### YOUR TASK
Reading the listing below, count the lines that contain the word "TrainingStats" and give that count alone.
Top of RECORDS TO USE
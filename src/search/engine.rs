//! Knowledge base - wires store, embedder, retrieval, ingestion and
//! maintenance together from one configuration

use std::path::Path;
use std::sync::Arc;

use anyhow::{Context, Result};
use tracing::info;

use super::embedding::{EmbeddingProvider, HarmonicEmbedder};
use super::ingest::{DocumentText, IngestReport, IngestRequest, Ingestor, TopicTagger};
use super::maintenance::{EvictionReport, Maintenance};
use super::retrieval::{Boosts, Retriever, SearchParams};
use super::store::{KnowledgeStore, StoreStats, TrainingStats};
use crate::core::config::RagConfig;
use crate::core::entry::{KnowledgeEntry, ScoredEntry};
use crate::core::error::StoreResult;
use crate::core::paths::DataPaths;

pub struct KnowledgeBase {
    config: RagConfig,
    store: Arc<KnowledgeStore>,
    retriever: Retriever,
    ingestor: Ingestor,
    maintenance: Maintenance,
}

impl KnowledgeBase {
    /// Open the knowledge base in `paths`, reading `config.yaml` if present
    pub fn open(paths: &DataPaths) -> Result<Self> {
        let config = RagConfig::load(&paths.config)
            .with_context(|| format!("Failed to load config: {}", paths.config.display()))?;
        Self::open_with(config, &paths.root)
    }

    /// Open with an explicit configuration and the built-in embedder
    pub fn open_with(config: RagConfig, data_dir: &Path) -> Result<Self> {
        let provider: Arc<dyn EmbeddingProvider> = Arc::new(HarmonicEmbedder::new());
        let db_path = config.database_path(data_dir);

        let store = KnowledgeStore::open(&db_path, provider.dimension())
            .with_context(|| format!("Failed to open knowledge store: {}", db_path.display()))?;
        store
            .bind_model(provider.model_id())
            .context("Knowledge store was built with a different embedding model")?;

        info!(db = %db_path.display(), model = provider.model_id(), "knowledge base opened");
        Ok(Self::with_parts(Arc::new(store), provider, config))
    }

    /// Assemble from an existing store and provider
    pub fn with_parts(
        store: Arc<KnowledgeStore>,
        provider: Arc<dyn EmbeddingProvider>,
        config: RagConfig,
    ) -> Self {
        let topics = Arc::new(config.topics());

        let retriever =
            Retriever::new(Arc::clone(&store), Arc::clone(&provider), Arc::clone(&topics))
                .with_boosts(Boosts::from(&config.retrieval));
        let ingestor = Ingestor::new(
            Arc::clone(&store),
            provider,
            Arc::new(TopicTagger::new(topics)),
            config.chunk_size,
        );
        let maintenance = Maintenance::new(Arc::clone(&store));

        Self {
            config,
            store,
            retriever,
            ingestor,
            maintenance,
        }
    }

    pub fn config(&self) -> &RagConfig {
        &self.config
    }

    pub fn store(&self) -> &Arc<KnowledgeStore> {
        &self.store
    }

    /// Search parameters from the configuration
    pub fn default_params(&self) -> SearchParams {
        SearchParams::from(&self.config.retrieval)
    }

    pub fn search(&self, query: &str, params: &SearchParams) -> StoreResult<Vec<ScoredEntry>> {
        self.retriever.search(query, params)
    }

    pub fn ingest(&self, request: &IngestRequest) -> StoreResult<IngestReport> {
        self.ingestor.ingest(request)
    }

    pub fn ingest_document(&self, doc: &DocumentText, auto_tag: bool) -> StoreResult<IngestReport> {
        self.ingestor.ingest_document(doc, auto_tag)
    }

    pub fn remember(&self, question: &str, answer: &str) -> StoreResult<IngestReport> {
        self.ingestor.remember(question, answer)
    }

    /// Eviction pass with the configured bounds
    pub fn optimize(&self) -> StoreResult<EvictionReport> {
        let m = &self.config.maintenance;
        self.maintenance.optimize(m.min_usage, m.max_items)
    }

    pub fn optimize_with(&self, min_usage: i64, max_items: usize) -> StoreResult<EvictionReport> {
        self.maintenance.optimize(min_usage, max_items)
    }

    pub fn stats(&self) -> StoreResult<StoreStats> {
        self.store.stats()
    }

    pub fn recent(&self, limit: usize) -> StoreResult<Vec<KnowledgeEntry>> {
        self.store.recent(limit)
    }

    pub fn training_stats(&self) -> StoreResult<TrainingStats> {
        self.store.training_stats()
    }
}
Bottom of RECORDS TO USE
### TASK ANSWER
2